Among the lines of data below, reproduce only those from the one with "be written to" through the one with "pub use wave::*;", exactly as they stand, both ends included.

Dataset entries
#####

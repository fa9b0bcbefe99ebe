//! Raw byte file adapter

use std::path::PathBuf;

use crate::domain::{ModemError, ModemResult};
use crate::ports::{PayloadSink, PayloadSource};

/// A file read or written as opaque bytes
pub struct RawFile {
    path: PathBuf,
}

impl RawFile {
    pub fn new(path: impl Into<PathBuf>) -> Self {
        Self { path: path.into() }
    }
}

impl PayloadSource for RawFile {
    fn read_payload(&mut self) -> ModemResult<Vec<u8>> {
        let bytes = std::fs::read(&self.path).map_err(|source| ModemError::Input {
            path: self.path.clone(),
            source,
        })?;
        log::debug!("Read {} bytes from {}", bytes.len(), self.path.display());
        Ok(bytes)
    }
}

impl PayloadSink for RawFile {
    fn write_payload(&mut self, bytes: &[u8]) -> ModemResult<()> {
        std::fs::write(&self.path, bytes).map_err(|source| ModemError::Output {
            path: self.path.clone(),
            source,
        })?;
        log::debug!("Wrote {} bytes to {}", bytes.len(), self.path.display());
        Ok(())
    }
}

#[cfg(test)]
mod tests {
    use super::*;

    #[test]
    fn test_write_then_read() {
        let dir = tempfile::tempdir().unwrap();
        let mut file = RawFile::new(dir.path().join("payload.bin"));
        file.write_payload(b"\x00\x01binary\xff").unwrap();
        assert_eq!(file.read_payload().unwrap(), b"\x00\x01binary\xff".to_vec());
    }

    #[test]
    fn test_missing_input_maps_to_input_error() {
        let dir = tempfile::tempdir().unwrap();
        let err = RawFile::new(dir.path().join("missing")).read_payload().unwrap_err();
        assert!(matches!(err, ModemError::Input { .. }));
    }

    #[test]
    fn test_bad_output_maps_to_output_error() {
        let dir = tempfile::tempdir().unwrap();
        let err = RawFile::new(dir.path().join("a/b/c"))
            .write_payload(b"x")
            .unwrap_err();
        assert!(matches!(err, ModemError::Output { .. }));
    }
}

#####

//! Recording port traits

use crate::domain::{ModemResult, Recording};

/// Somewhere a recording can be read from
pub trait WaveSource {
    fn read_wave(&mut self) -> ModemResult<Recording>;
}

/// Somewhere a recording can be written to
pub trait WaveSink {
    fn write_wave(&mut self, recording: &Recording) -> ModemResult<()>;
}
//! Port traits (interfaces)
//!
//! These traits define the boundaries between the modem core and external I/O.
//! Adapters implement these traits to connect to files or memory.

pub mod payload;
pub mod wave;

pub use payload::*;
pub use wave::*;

#####

• Your response:
/// Somewhere a recording can be written to
pub trait WaveSink {
    fn write_wave(&mut self, recording: &Recording) -> ModemResult<()>;
}
//! Port traits (interfaces)
//!
//! These traits define the boundaries between the modem core and external I/O.
//! Adapters implement these traits to connect to files or memory.

pub mod payload;
pub mod wave;

pub use payload::*;
pub use wave::*;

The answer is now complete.